◆ TASK BRIEF ◆
Below are the entries; output exactly the lines from the one containing "#[derive(Copy, Clone, Debug, EnumIter, DeriveRelation)]" through the final line, inclusive.

-- Opening Marker --

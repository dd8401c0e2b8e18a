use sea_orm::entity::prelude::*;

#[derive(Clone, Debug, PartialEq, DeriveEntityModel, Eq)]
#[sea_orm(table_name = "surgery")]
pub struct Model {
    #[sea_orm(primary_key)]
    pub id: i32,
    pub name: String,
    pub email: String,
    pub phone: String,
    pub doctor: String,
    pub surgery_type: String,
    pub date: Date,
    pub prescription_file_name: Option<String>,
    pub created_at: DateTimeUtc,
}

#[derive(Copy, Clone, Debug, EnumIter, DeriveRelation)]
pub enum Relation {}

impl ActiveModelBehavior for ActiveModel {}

-- Closing Marker --

◆ TASK RESULT ◆
#[derive(Copy, Clone, Debug, EnumIter, DeriveRelation)]
pub enum Relation {}

impl ActiveModelBehavior for ActiveModel {}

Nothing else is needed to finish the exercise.